Seriously, how dare I let you read something by a twin! I should have named my column “It’s a trap!” It’s like I have only half of a soul or something. It’s almost worse than being a ginger.

But it’s not as bad as you monozygotes think. So listen up singletons! It’s time we debunked some of those pesky myths about twinhood:

Myth: Twins share ESP.

False. Twins prefer to use ESP separately. They just share everything else.

Myth: There is a good twin and bad twin in every pair.

True. Twins are in fact the root of all good and evil in the world. See Genesis 226:733.

Myth: You can’t always tell twins apart.

False. Every twin has a small mark on the bottom of their left heel that denotes whether they are the good twin or the bad twin.

Myth: Twins must be educated separately in school or they will, in fact, take over the world.

True.

Just because I lied, it doesn’t make me the bad twin, okay! I only missed the middle-child boat by 3 minutes, though she won’t ever let me forget it. Yes, my twin is a girl named Alice Marie Fontana (clearly we’re identical twins). And, although we may share a last name, we’ve got almost nothing else in common. Whenever I describe her to someone, all I say is that we’re polar opposites.

And if you’re thinking she and I are mirror images of each other, then they must be some funky fun-house mirrors we’re looking in. Besides our freckles, we don’t even look alike, let alone dress alike. The last time we wore matching outfits was when we were still in cribs and diapers — let me tell you, our onesies were pretty fly. With a funhouse comes a circus, and like in any circus, being a twin has been quite the artful balancing act.

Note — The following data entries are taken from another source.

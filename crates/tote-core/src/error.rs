//! Load error handling
//!
//! Provides typed errors for loading entry files. I/O failures, malformed
//! JSON and a wrong top-level shape each get their own variant so callers
//! can react without string matching.

use std::io;
use std::path::{Path, PathBuf};
use thiserror::Error;

/// Errors that can occur while loading entries into a [`Tote`](crate::Tote)
#[derive(Error, Debug)]
pub enum ToteError {
    /// Source file does not exist
    #[error("File not found: '{path}'")]
    NotFound { path: PathBuf },

    /// Permission denied reading the source
    #[error("Permission denied: cannot read '{path}'. Check file permissions.")]
    PermissionDenied {
        path: PathBuf,
        #[source]
        source: io::Error,
    },

    /// Any other read failure
    #[error("Failed to read '{path}': {source}")]
    Read {
        path: PathBuf,
        #[source]
        source: io::Error,
    },

    /// Source text is not valid JSON
    #[error("Invalid JSON in '{path}': {source}")]
    Parse {
        path: PathBuf,
        #[source]
        source: serde_json::Error,
    },

    /// Top-level JSON value is not an array
    #[error("Expected array in '{path}', found {found}")]
    Shape { path: PathBuf, found: &'static str },
}

impl ToteError {
    /// Create an error from an I/O error with path context
    ///
    /// Classifies the error based on its kind.
    pub fn from_io(error: io::Error, path: PathBuf) -> Self {
        match error.kind() {
            io::ErrorKind::NotFound => ToteError::NotFound { path },
            io::ErrorKind::PermissionDenied => ToteError::PermissionDenied {
                path,
                source: error,
            },
            _ => ToteError::Read {
                path,
                source: error,
            },
        }
    }

    /// Whether this error came from reading the source rather than its contents
    pub fn is_io(&self) -> bool {
        matches!(
            self,
            ToteError::NotFound { .. } | ToteError::PermissionDenied { .. } | ToteError::Read { .. }
        )
    }

    /// The source path the error refers to
    pub fn path(&self) -> &Path {
        match self {
            ToteError::NotFound { path }
            | ToteError::PermissionDenied { path, .. }
            | ToteError::Read { path, .. }
            | ToteError::Parse { path, .. }
            | ToteError::Shape { path, .. } => path,
        }
    }
}

/// Name of a JSON value's kind, used in shape errors
pub(crate) fn json_kind(value: &serde_json::Value) -> &'static str {
    match value {
        serde_json::Value::Null => "null",
        serde_json::Value::Bool(_) => "boolean",
        serde_json::Value::Number(_) => "number",
        serde_json::Value::String(_) => "string",
        serde_json::Value::Array(_) => "array",
        serde_json::Value::Object(_) => "object",
    }
}

/// Result type for load operations
pub type ToteResult<T> = Result<T, ToteError>;
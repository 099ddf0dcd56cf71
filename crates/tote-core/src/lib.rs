//! schema-tote core library
//!
//! An in-memory lookup store for tagged, schema.org-annotated entries loaded
//! from JSON files. Each file holds an array of wrapper objects:
//!
//! ```json
//! [
//!   {
//!     "id": "john_smith",
//!     "tags": ["core"],
//!     "schema": { "@type": "Person", "@id": "https://example.com#john" }
//!   }
//! ]
//! ```
//!
//! # Quick Start
//!
//! ```text
//! let mut tote = Tote::new();
//! tote.load("schema.json")?;
//!
//! let person = tote.get_schema_by_id("john_smith");
//! let reference = tote.get_ref_by_id("john_smith"); // {"@type", "@id"}
//! let core = tote.get_all_by_tag("CORE");           // tags ignore case
//! ```
//!
//! # Modules
//!
//! - `tote`: The entry store (main entry point)
//! - `models`: Entry and schema reference types
//! - `loader`: Source readers
//! - `error`: Load errors
//! - `config`: Application configuration

pub mod config;
pub mod error;
pub mod loader;
pub mod models;
pub mod tote;

pub use config::Config;
pub use error::{ToteError, ToteResult};
pub use loader::{FsLoader, Loader};
pub use models::{Entry, SchemaRef};
pub use tote::Tote;
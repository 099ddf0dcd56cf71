//! Command handlers

pub mod config;
pub mod entry;
pub mod schema;
pub mod tag;
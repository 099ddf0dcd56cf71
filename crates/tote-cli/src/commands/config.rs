//! Config command handlers

use anyhow::Result;

use tote_core::Config;

use crate::output::{Output, OutputFormat};

/// Show current configuration
pub fn show(config: &Config, output: &Output) -> Result<()> {
    match output.format {
        OutputFormat::Json => {
            println!(
                "{}",
                serde_json::json!({
                    "data_files": config.data_files,
                    "log_level": config.log_level,
                    "config_file": Config::config_file_path()
                })
            );
        }
        OutputFormat::Quiet => {
            for file in &config.data_files {
                println!("{}", file.display());
            }
        }
        OutputFormat::Human => {
            println!("Configuration:");
            if config.data_files.is_empty() {
                println!("  data_files: (not set)");
            } else {
                println!("  data_files:");
                for file in &config.data_files {
                    println!("    {}", file.display());
                }
            }
            println!("  log_level:  {}", config.log_level);
            println!();
            println!("Config file: {}", Config::config_file_path().display());
        }
    }

    Ok(())
}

We’re kind of like Artemis and Apollo (yeah, that’s right, I just elevated us to Greek Gods status. What’re you going to do about it, punk?). She’s got brown hair, and I’ve got blond. She’s the athlete in the family (the hunter if you will), while I played in the band (the drums aren’t exactly a lyre, but who’s counting anyways). Even when we were newborns, she stayed up all night long while I had my adventures during the day — you can be sure that our parents were overjoyed with this last one.

So maybe we didn’t live on Mount Olympus, or even get a TV show like Tia and Tamara, but hey, being a regular fraternal twin is still pretty awesome.

The truth is, there’s something special about being a twin. Growing up, we knew all of the same people, all of the same songs, TV shows, places, jokes. That’s not to say our tastes weren’t different, because believe me, they were (we couldn’t both get the “impeccable taste” gene … that one went to me). Still, although we may not even have the same nose, more than being my polar opposite, she really is just my other half, the yin to my yang, the South Pole to my North. I definitely wouldn’t have made it this far in life without her, and even though we go to school in different states, she’s still the most important support system for me all those 1,086 miles away.

As of this past Tuesday, Feb. 26, we’ve put in a solid 22 years together (not including all of that extra womb time) — 22 years of laughter, car rides, fighting, friendship. 22 years of singing “go shawty, it’s your birthday.” 22 years of (hashtag) twinning.